The ribosomal protein L2 (rpL2) of Saccharomyces cerevisiae regulates the accumulation of its own mRNA by a feedback mechanism. An RNA sequence is responsible for this control, initially characterized as a 360 nucleotide-long region, localized at the 5' end of the transcript. This region, fused to an unrelated coding sequence, is able to down-regulate the accumulation of the chimeric transcript when increased levels of rpL2 are induced in the cell. The target regulatory region also responds to regulation when inserted inside an intron, demonstrating that the control process can take place inside the nucleus. Deletion analysis from the 5' and 3' borders have restricted the responsive region to approximately 200 nt.

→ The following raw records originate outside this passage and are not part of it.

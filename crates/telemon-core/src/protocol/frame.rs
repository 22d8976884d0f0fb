//! RPC frame parsing (panic-free).
//!
//! Frame body (inside a length-delimited envelope):
//! `v:u8 | method:u8 | flags:u8 | [seq:u32 LE] | payload`
//!
//! Parsing rules:
//! - Never index (`buf[0]`); always use `Buf` and `remaining()` checks.
//! - Never `unwrap()` / `expect()` / `panic!()` in production paths.

use bytes::{Buf, BufMut, Bytes, BytesMut};

use crate::error::{MetricsError, Result};
use crate::metric::{Metric, ServerResponse};
use crate::protocol::json;

/// Current frame version.
pub const RPC_VERSION: u8 = 1;

/// Flag: seq (u32) is present.
pub const FLAG_SEQ_PRESENT: u8 = 0x01;
/// Flag: frame is a reply.
pub const FLAG_RESPONSE: u8 = 0x02;

/// `UpdateMetric(Metric) -> ServerResponse`.
pub const METHOD_UPDATE_METRIC: u8 = 1;

/// Parsed RPC frame.
#[derive(Debug, Clone, PartialEq)]
pub struct RpcFrame {
    /// Protocol version.
    pub v: u8,
    /// Method id (routes to a registered RpcMethod).
    pub method: u8,
    /// Feature flags.
    pub flags: u8,
    /// Optional sequence number, echoed in the reply.
    pub seq: Option<u32>,
    /// Opaque payload (zero-copy).
    pub payload: Bytes,
}

impl RpcFrame {
    pub fn request(method: u8, seq: Option<u32>, payload: Bytes) -> Self {
        let flags = if seq.is_some() { FLAG_SEQ_PRESENT } else { 0 };
        Self {
            v: RPC_VERSION,
            method,
            flags,
            seq,
            payload,
        }
    }

    /// Reply frame carrying the same method and seq.
    pub fn reply(&self, payload: Bytes) -> Self {
        let mut flags = FLAG_RESPONSE;
        if self.seq.is_some() {
            flags |= FLAG_SEQ_PRESENT;
        }
        Self {
            v: RPC_VERSION,
            method: self.method,
            flags,
            seq: self.seq,
            payload,
        }
    }

    pub fn is_response(&self) -> bool {
        self.flags & FLAG_RESPONSE != 0
    }

    pub fn encode(&self) -> Bytes {
        let mut out = BytesMut::with_capacity(7 + self.payload.len());
        out.put_u8(self.v);
        out.put_u8(self.method);
        let mut flags = self.flags & !FLAG_SEQ_PRESENT;
        if self.seq.is_some() {
            flags |= FLAG_SEQ_PRESENT;
        }
        out.put_u8(flags);
        if let Some(seq) = self.seq {
            out.put_u32_le(seq);
        }
        out.extend_from_slice(&self.payload);
        out.freeze()
    }
}

/// Decode an RPC frame from bytes.
pub fn decode_rpc_frame(mut buf: Bytes) -> Result<RpcFrame> {
    // Minimum header: v, method, flags
    if buf.remaining() < 3 {
        return Err(MetricsError::BadRequest("rpc frame too short".into()));
    }

    let v = buf.get_u8();
    if v != RPC_VERSION {
        return Err(MetricsError::BadRequest(format!(
            "unsupported rpc frame version {v}"
        )));
    }

    let method = buf.get_u8();
    let flags = buf.get_u8();

    let seq = if (flags & FLAG_SEQ_PRESENT) != 0 {
        if buf.remaining() < 4 {
            return Err(MetricsError::BadRequest(
                "seq flag set but missing u32".into(),
            ));
        }
        Some(buf.get_u32_le())
    } else {
        None
    };

    let payload = buf.copy_to_bytes(buf.remaining());

    Ok(RpcFrame {
        v,
        method,
        flags,
        seq,
        payload,
    })
}

/// Build an `UpdateMetric` request frame.
pub fn update_metric_request(seq: u32, metric: &Metric) -> Result<RpcFrame> {
    let payload = serde_json::to_vec(metric)
        .map_err(|e| MetricsError::Internal(format!("encode rpc metric: {e}")))?;
    Ok(RpcFrame::request(
        METHOD_UPDATE_METRIC,
        Some(seq),
        Bytes::from(payload),
    ))
}

/// Decode the payload of an `UpdateMetric` request.
pub fn decode_update_metric(frame: &RpcFrame) -> Result<Metric> {
    json::decode_update(&frame.payload)
}

/// Encode a ServerResponse as a reply frame payload.
pub fn response_payload(resp: &ServerResponse) -> Result<Bytes> {
    serde_json::to_vec(resp)
        .map(Bytes::from)
        .map_err(|e| MetricsError::Internal(format!("encode rpc response: {e}")))
}

/// Decode the payload of a reply frame.
pub fn decode_response(frame: &RpcFrame) -> Result<ServerResponse> {
    serde_json::from_slice(&frame.payload)
        .map_err(|e| MetricsError::BadRequest(format!("invalid rpc response: {e}")))
}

The insertion of a poly-G cassette downstream of the regulatory region allowed the identification of truncated 3' cut-off poly(A)+ RNA molecules. The parallel identification of cut-off molecules containing the 5' portion of the transcript allowed us to deduce that the truncated products originate by endonucleolytic cleavage. Altogether, these results are consistent with a mechanism by which the presence of excess amounts of rpL2 in the cell triggers its own mRNA to a degradative pathway; this involves an initial endonucleolytic cleavage that is followed by exonucleolytic trimming. Such a regulatory mechanism shows interesting analogies with the translational regulation of r-proteins in Escherichia coli.